Fedora, I thought you were Going Your Own Way. Shouldn’t you not have any direct experience with most of this stuff?
Please call me clo.
augo
Actually a take down of bad evo psi would be a service to humanity. I think some scientifically trained person should do it. It would be far more useful than some of the tired old man bashing here.
Sorry, my last comment was directed at Fedora dude. The rest of you can continue calling me cloudiah.
clo
Be my guest.
@Pecunium:
I think I have a new favorite qoutation. Ah, thank you for making me giggle like a ditzy butterfly.
@The Black Fedora:
Thank you, yeah. We sort of understand each other. English isn’t my first language, so I understand that there might be some difficulties in expressing myself.
There’s some meaning loss and we didn’t quite get each other, but I feel we’re making progress. Come back next week, and we’ll really get started. My hourly rate is five quid.
Wire it to me over paypal, we’ll work it out. Same account we do Minter’s work over 🙂
@Thread:
This is amazing. Literally awe inspiring.
augo
Men going their own way can have friendships with women and even the occasional sexual encounter. The difference is that his worth as a human being is not determined by his popularity with the fair sex. He may therefore be fully authentic and devote himself to some higher purpose that serves humanity as a whole.
In fact, I rather think we ARE conversing with a banana slug wearing a little black hat.
This makes the conversation charming.
Not looking at breasts is as simple as…not looking at them.
Also, you have no understanding of objectification whatsoever. Whether looking at someone’s breasts is objectifying depends on the context and the behavior of the viewer. For instance, I happen to notice people’s breasts from time to time, but I don’t fucking stare at them or objectify the people who have them.

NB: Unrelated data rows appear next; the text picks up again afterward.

//! Village entity - revenue village within a taluk.

use sea_orm::entity::prelude::*;
use serde::{Deserialize, Serialize};

/// Village database model
#[derive(Clone, Debug, PartialEq, Eq, DeriveEntityModel, Serialize, Deserialize)]
#[sea_orm(table_name = "villages")]
pub struct Model {
    #[sea_orm(primary_key)]
    pub id: i64,
    pub taluk_id: i64,
    pub name: String,
}

/// Defines relationships between Village and other entities
#[derive(Copy, Clone, Debug, EnumIter, DeriveRelation)]
pub enum Relation {
    /// Each village belongs to one taluk
    #[sea_orm(
        belongs_to = "super::taluk::Entity",
        from = "Column::TalukId",
        to = "super::taluk::Column::Id"
    )]
    Taluk,
}

impl Related<super::taluk::Entity> for Entity {
    fn to() -> RelationDef {
        Relation::Taluk.def()
    }
}

impl ActiveModelBehavior for ActiveModel {}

A banana slug with a “fully authentic” special pen that he goes peacocking with.
Adorable.
@Black fedora
All it requires is not having your worth determined by
womenthe “Fair” sex? DAng, who knew my dad was going his own way? My brother too.Yes! QFT. There is a big difference between thinking someone has nice breasts and objectifying them. Trollboy should learn this.
Fedora
I’m not throwing out “subtle signals” to most of the men that hit on me.
BSBSBSBSBSBSBS
Please don’t tell me what I do or don’t do. You are not me. You are not any of the ladies on this thread. You say you can’t speak for gay men because you don’t know. Then you shouldn’t be speaking for me or any of the other ladies on this thread because you don’t know.
Aai
I try to avoid being ‘caught’ too. Why can people not simply be honest and admit the eye goes where it goes? There is nothing disrespectful about admiring a good pair of breasts.
I assume that I’m “Nep”. Sparky, that’s waaaay too familiar a form of address from you.
Yeah, see there are plenty of cultures in which large breasts are not considered particularly attractive. In the 1920s, American women used flatteners to be more attractive. The nape of the neck is or was considered particularly sexual in Japan.
If staring at large breasts were biologically encoded, we would expect large breasts to be considered attractive in nearly every culture in nearly every time period. And then there’s the real world. But I’m sure, since you’re not very familiar with it, that you don’t often talk about the real world.
I have not had much contact with gay men. Plenty with women.
Dude, just look, move on with your life. You’re probably only going to get ‘caught’ if you’re staring, which is disrespectful.
Indeed, I believe most men I know are Going Their Own Way by this definition. This realization is so staggering that my brains would explode if Zombie Marie had not already eaten them.
Like making a fool of himself in some website comments section.
You call that a nickname? =S
Umm, you can still be an objectifying asshole even if you don’t get caught objectifying someone. And YET AGAIN you fail at reading comprehension.
However, you (I’m assuming) have not had any experience being a woman, muchless all women, so I’m going to give a big fucking bullshit that we lead men with our sUpEr sEcReT sIgNaLs. Also, you probably have had a good amount of contact with gay men. You just wouldn’t have know they are gay. Not all gay people are out to everyone they know.